- Born: 1966 (age 59–60)
- Origin: Milton Keynes
- Genres: Hard trance, hard house
- Occupations: Record producer, Disc Jockey
- Years active: 1989 -
- Labels: Tidy Trax, XL Recordings, Nukleuz
- Website: www.robtissera.co.uk

= Rob Tissera =

British hard house disc jockey and record producer

Rob Tissera (born 1966) is a British hard house disc jockey and record producer. His releases have achieved UK chart success over a c. 10 year period from 1996, and he is known for his live performances and club nights.

==Biography==
Tissera has achieved chart success under his own name, and with Ian Bland as Quake. He has also released tracks under the name of Circle City, through the Warp record label.
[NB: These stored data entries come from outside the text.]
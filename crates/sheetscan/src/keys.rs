//! Answer keys and the identity acceptance policy.
//!
//! [`IdentityLock`] is the caller-side policy around
//! [`crate::identity::decode_identity`]: a decoded payload is accepted
//! only when its exam identifier matches the active exam, is never
//! auto-corrected, and once locked stays locked — a continuous scanning
//! loop can feed the same payload every frame without triggering
//! redundant key fetches or state transitions.

use std::collections::BTreeMap;

use crate::error::KeyFetchError;
use crate::identity::IdentityPayload;

/// Correct answers: subject order (as string) → question number (as
/// string) → correct option letter. Same key semantics as
/// [`crate::detect::AnswerMap`].
pub type AnswerKey = BTreeMap<String, BTreeMap<String, char>>;

/// Persistence-side collaborator resolving per-variant answer keys.
pub trait KeyProvider {
    fn variant_key(&self, exam_id: &str, variant_id: &str) -> Result<AnswerKey, KeyFetchError>;
}

/// Outcome of offering a decoded payload to the lock.
#[derive(Debug, Clone, Copy, PartialEq, Eq)]
pub enum IdentityOutcome {
    /// Payload accepted; identity is now locked for the session.
    Accepted,
    /// An identity was already locked; the offer is a no-op.
    AlreadyLocked,
    /// Exam identifier differs from the active exam; payload discarded.
    ExamMismatch,
}

/// Session-scoped identity slot with idempotent locking.
#[derive(Debug)]
pub struct IdentityLock {
    active_exam_id: String,
    accepted: Option<IdentityPayload>,
    variant_key: Option<AnswerKey>,
}

impl IdentityLock {
    pub fn new(active_exam_id: impl Into<String>) -> Self {
        Self {
            active_exam_id: active_exam_id.into(),
            accepted: None,
            variant_key: None,
        }
    }

    /// The exam this session is scanning for.
    pub fn active_exam_id(&self) -> &str {
        &self.active_exam_id
    }

    /// The accepted identity, if locked.
    pub fn identity(&self) -> Option<&IdentityPayload> {
        self.accepted.as_ref()
    }

    /// Variant-specific answer key, if one was fetched on acceptance.
    pub fn variant_key(&self) -> Option<&AnswerKey> {
        self.variant_key.as_ref()
    }

    pub fn is_locked(&self) -> bool {
        self.accepted.is_some()
    }

    /// Offer a decoded payload.
    ///
    /// On first acceptance with a `variant_id`, the variant key is
    /// fetched best-effort: a fetch failure logs a warning and only
    /// disables correctness highlighting — the identity is accepted
    /// regardless. Once locked, further offers return
    /// [`IdentityOutcome::AlreadyLocked`] without refetching.
    pub fn offer(&mut self, payload: IdentityPayload, keys: &dyn KeyProvider) -> IdentityOutcome {
        if self.accepted.is_some() {
            return IdentityOutcome::AlreadyLocked;
        }
        if payload.exam_id != self.active_exam_id {
            tracing::warn!(
                "identity code belongs to exam '{}' but the active exam is '{}'; discarding",
                payload.exam_id,
                self.active_exam_id
            );
            return IdentityOutcome::ExamMismatch;
        }

        if let Some(variant_id) = payload.variant_id.as_deref() {
            match keys.variant_key(&payload.exam_id, variant_id) {
                Ok(key) => self.variant_key = Some(key),
                Err(err) => tracing::warn!(
                    "variant '{}' answer key fetch failed ({}); correctness highlighting disabled",
                    variant_id,
                    err
                ),
            }
        }

        tracing::info!("identity locked: student '{}'", payload.student_id);
        self.accepted = Some(payload);
        IdentityOutcome::Accepted
    }

    /// Manual fallback: the operator picked the student by hand (upload
    /// mode, or a sheet whose code never decoded). No variant key.
    pub fn lock_manual(&mut self, student_id: impl Into<String>) -> IdentityOutcome {
        if self.accepted.is_some() {
            return IdentityOutcome::AlreadyLocked;
        }
        self.accepted = Some(IdentityPayload {
            exam_id: self.active_exam_id.clone(),
            student_id: student_id.into(),
            variant_id: None,
        });
        IdentityOutcome::Accepted
    }
}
In 1990 he was arrested and ultimately given a 3-month custodial sentence for inciting a riot: while DJing at Love Decade, an unlicensed rave in a Leeds warehouse, he became aware that the police had surrounded the venue and announced on the PA that the audience would have to fight the police to keep the party going. A violent scene followed and it was the largest mass arrest in British history, with 836 people arrested in total. Tissera regretted the act, though his notoriety for defending the rave scene helped him further his DJ career.

Tissera is known for his live performances at events such as Global Gathering, Creamfields and Homelands, and for promoting the Leeds-based Kissdafunk club night. His music has been played by a range of well-known DJs, including Pete Tong, Carl Cox, and Judge Jules. In 2012 Tissera made it into the Mixmag list of top badly behaved DJs, after getting into trouble with the authorities for inciting the Kissdafunk crowd to resist the police.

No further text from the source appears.